--- START ---
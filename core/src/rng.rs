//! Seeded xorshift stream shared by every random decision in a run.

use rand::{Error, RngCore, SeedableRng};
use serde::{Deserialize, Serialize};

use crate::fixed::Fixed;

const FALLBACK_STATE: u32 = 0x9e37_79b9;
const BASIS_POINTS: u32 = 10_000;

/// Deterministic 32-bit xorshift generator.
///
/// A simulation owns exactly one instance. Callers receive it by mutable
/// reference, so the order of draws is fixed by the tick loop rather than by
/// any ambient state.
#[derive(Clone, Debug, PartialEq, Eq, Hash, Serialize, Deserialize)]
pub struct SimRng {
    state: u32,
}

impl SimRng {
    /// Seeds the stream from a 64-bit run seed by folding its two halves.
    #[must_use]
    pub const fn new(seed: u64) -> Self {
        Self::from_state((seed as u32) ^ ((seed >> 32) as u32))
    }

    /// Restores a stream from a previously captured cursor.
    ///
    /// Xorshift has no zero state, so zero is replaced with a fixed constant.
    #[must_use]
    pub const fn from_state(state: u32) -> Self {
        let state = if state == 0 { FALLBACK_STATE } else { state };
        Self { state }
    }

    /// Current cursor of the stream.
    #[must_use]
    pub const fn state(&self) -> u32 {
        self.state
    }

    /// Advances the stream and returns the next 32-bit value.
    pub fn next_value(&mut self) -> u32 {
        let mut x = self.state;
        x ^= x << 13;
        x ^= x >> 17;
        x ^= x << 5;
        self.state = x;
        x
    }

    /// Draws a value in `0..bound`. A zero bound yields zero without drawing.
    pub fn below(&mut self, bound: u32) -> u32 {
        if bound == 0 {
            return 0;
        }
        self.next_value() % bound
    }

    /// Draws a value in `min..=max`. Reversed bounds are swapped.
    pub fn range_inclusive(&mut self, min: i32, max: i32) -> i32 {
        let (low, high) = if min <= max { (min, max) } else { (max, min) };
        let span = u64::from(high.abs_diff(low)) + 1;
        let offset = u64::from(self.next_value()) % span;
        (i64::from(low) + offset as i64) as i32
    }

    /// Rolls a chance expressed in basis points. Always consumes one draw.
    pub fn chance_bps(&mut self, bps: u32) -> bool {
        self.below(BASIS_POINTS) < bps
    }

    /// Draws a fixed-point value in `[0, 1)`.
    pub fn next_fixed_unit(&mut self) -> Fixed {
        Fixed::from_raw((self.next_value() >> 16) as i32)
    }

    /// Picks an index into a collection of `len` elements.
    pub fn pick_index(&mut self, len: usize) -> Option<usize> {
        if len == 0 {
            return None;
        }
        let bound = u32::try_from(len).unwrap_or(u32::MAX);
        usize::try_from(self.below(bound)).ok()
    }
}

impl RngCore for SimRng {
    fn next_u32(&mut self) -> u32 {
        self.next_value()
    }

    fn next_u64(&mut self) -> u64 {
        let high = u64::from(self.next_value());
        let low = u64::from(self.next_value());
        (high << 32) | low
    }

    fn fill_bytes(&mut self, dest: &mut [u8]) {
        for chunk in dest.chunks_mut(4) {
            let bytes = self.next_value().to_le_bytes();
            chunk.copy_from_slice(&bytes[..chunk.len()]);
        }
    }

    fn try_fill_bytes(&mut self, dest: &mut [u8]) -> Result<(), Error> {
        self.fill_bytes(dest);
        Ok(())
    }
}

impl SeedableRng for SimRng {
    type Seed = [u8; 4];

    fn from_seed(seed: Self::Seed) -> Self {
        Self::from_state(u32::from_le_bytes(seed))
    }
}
--- END ---
--- START ---
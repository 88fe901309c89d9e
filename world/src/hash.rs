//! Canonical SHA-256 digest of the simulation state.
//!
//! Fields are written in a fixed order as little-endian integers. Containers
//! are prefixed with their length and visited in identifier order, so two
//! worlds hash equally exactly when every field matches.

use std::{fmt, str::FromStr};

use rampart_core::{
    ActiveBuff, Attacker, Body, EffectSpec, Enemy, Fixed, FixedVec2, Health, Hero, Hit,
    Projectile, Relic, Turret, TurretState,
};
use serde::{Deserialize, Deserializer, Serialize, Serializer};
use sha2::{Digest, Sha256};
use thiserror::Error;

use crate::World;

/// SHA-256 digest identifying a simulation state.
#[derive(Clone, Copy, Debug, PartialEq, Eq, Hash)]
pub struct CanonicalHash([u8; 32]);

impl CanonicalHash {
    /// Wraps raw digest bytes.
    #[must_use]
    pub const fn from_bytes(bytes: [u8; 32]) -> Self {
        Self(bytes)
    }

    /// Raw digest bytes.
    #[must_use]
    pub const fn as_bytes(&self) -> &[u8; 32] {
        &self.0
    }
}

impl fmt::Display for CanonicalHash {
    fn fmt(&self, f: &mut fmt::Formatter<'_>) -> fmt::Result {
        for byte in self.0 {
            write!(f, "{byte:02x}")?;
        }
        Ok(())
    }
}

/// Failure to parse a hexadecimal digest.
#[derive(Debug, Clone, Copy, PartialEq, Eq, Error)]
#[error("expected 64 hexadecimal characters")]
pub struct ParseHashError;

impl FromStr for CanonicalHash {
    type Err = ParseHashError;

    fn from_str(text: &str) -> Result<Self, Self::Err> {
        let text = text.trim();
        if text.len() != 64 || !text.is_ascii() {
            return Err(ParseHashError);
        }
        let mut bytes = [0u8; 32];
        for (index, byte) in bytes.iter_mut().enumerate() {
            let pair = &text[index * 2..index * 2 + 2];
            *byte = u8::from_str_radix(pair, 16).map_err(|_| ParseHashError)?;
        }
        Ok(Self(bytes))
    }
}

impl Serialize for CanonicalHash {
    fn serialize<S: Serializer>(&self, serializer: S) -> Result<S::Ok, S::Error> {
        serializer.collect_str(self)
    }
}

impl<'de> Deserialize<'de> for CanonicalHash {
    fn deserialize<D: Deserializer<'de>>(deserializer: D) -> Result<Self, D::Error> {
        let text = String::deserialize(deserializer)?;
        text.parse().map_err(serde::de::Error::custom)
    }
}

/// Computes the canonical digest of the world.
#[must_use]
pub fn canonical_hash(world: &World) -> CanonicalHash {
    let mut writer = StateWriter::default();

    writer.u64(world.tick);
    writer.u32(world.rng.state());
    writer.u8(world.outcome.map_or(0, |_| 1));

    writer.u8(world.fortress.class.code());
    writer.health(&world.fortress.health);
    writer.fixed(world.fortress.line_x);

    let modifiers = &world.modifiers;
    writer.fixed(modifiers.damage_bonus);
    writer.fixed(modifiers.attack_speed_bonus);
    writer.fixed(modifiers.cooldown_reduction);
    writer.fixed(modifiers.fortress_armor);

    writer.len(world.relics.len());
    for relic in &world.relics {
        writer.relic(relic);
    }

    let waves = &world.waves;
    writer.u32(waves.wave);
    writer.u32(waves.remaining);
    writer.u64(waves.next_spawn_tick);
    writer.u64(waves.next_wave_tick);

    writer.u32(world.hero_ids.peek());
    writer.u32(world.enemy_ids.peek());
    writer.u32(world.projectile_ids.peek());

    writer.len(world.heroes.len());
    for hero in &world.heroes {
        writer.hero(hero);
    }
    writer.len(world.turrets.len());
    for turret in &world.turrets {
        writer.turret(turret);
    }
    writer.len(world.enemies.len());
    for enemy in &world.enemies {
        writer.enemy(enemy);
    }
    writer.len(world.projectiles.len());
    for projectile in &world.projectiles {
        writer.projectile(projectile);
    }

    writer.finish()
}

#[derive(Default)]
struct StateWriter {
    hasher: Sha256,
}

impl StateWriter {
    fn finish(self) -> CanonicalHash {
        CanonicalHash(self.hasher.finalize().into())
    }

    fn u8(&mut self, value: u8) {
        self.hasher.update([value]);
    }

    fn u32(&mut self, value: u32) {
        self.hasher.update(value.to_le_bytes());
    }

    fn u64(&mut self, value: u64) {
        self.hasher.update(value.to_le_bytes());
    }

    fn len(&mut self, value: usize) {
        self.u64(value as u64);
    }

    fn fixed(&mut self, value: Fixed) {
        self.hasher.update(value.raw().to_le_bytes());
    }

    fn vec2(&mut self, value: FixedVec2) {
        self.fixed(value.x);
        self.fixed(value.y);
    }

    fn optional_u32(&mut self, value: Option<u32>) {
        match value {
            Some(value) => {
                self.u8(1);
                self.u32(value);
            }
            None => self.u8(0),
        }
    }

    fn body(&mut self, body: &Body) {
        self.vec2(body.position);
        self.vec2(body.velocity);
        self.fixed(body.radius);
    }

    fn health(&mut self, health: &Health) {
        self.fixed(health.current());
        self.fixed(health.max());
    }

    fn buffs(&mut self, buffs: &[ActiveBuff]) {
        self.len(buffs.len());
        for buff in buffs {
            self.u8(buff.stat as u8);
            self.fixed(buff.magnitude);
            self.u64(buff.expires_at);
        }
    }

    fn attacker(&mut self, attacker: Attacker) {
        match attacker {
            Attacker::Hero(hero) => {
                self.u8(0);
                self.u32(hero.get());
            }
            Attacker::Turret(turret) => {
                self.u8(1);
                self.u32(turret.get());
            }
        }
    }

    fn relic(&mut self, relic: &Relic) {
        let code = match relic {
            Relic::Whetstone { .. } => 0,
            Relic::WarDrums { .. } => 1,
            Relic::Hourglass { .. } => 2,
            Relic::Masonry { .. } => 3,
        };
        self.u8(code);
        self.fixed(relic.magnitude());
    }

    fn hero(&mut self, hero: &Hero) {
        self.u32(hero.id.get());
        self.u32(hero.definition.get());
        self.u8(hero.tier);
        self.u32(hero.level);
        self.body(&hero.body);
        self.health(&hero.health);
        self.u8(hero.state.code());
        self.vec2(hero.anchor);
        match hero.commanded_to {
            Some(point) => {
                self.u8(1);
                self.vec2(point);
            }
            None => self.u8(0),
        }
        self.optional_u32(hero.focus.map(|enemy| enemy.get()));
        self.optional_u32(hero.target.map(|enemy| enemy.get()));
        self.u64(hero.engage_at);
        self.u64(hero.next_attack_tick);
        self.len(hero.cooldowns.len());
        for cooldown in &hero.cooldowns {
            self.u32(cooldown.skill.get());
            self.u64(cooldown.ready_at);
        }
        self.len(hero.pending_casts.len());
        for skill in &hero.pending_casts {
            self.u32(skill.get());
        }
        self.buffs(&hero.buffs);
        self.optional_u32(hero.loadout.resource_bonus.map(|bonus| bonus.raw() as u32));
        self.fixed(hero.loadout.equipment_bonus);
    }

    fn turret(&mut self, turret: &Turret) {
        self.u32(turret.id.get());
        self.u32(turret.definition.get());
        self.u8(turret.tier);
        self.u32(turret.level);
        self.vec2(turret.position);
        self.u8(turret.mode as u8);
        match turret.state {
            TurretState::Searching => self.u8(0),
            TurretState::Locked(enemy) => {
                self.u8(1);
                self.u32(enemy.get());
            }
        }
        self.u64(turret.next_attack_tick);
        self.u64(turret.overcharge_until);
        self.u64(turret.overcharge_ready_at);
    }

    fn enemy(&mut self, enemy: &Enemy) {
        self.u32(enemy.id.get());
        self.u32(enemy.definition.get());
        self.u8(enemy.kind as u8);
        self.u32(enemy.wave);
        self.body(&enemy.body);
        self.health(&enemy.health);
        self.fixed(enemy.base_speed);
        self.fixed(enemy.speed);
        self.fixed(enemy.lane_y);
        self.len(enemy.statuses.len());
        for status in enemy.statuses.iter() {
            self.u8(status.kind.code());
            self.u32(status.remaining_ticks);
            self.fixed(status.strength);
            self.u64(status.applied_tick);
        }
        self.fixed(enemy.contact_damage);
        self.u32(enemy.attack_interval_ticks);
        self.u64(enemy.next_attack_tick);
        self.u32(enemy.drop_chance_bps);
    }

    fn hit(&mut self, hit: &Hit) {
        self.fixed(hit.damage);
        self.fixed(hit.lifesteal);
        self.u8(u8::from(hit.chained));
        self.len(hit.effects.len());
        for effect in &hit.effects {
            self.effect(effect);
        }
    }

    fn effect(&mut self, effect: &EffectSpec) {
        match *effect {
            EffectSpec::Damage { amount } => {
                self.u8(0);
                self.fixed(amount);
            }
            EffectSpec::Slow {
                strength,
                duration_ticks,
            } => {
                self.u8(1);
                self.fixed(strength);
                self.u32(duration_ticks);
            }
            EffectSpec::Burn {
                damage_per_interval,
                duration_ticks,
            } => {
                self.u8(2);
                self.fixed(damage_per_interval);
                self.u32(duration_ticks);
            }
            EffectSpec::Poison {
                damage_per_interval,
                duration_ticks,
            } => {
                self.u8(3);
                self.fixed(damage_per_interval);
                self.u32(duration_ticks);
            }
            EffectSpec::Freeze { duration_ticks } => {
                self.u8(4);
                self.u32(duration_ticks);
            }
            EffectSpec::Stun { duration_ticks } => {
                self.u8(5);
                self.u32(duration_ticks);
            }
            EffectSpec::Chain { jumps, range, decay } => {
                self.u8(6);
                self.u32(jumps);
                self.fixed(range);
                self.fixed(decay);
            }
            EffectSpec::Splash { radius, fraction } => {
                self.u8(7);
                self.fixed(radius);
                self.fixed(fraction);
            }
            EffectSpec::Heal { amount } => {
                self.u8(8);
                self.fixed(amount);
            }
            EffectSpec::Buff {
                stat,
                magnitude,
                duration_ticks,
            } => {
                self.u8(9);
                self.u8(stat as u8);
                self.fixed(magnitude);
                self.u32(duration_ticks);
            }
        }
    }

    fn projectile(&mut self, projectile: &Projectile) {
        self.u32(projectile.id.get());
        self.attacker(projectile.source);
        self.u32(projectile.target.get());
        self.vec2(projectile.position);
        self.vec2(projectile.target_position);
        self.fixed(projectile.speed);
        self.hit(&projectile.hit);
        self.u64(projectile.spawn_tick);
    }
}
--- END ---
Action item>
With the first line being the one containing "for relic in" and the last line the one containing "fn u64(&mut self, value: u64)", transcribe exactly the lines above that fall in that range.

Exercise output>
    for relic in &world.relics {
        writer.relic(relic);
    }

    let waves = &world.waves;
    writer.u32(waves.wave);
    writer.u32(waves.remaining);
    writer.u64(waves.next_spawn_tick);
    writer.u64(waves.next_wave_tick);

    writer.u32(world.hero_ids.peek());
    writer.u32(world.enemy_ids.peek());
    writer.u32(world.projectile_ids.peek());

    writer.len(world.heroes.len());
    for hero in &world.heroes {
        writer.hero(hero);
    }
    writer.len(world.turrets.len());
    for turret in &world.turrets {
        writer.turret(turret);
    }
    writer.len(world.enemies.len());
    for enemy in &world.enemies {
        writer.enemy(enemy);
    }
    writer.len(world.projectiles.len());
    for projectile in &world.projectiles {
        writer.projectile(projectile);
    }

    writer.finish()
}

#[derive(Default)]
struct StateWriter {
    hasher: Sha256,
}

impl StateWriter {
    fn finish(self) -> CanonicalHash {
        CanonicalHash(self.hasher.finalize().into())
    }

    fn u8(&mut self, value: u8) {
        self.hasher.update([value]);
    }

    fn u32(&mut self, value: u32) {
        self.hasher.update(value.to_le_bytes());
    }

    fn u64(&mut self, value: u64) {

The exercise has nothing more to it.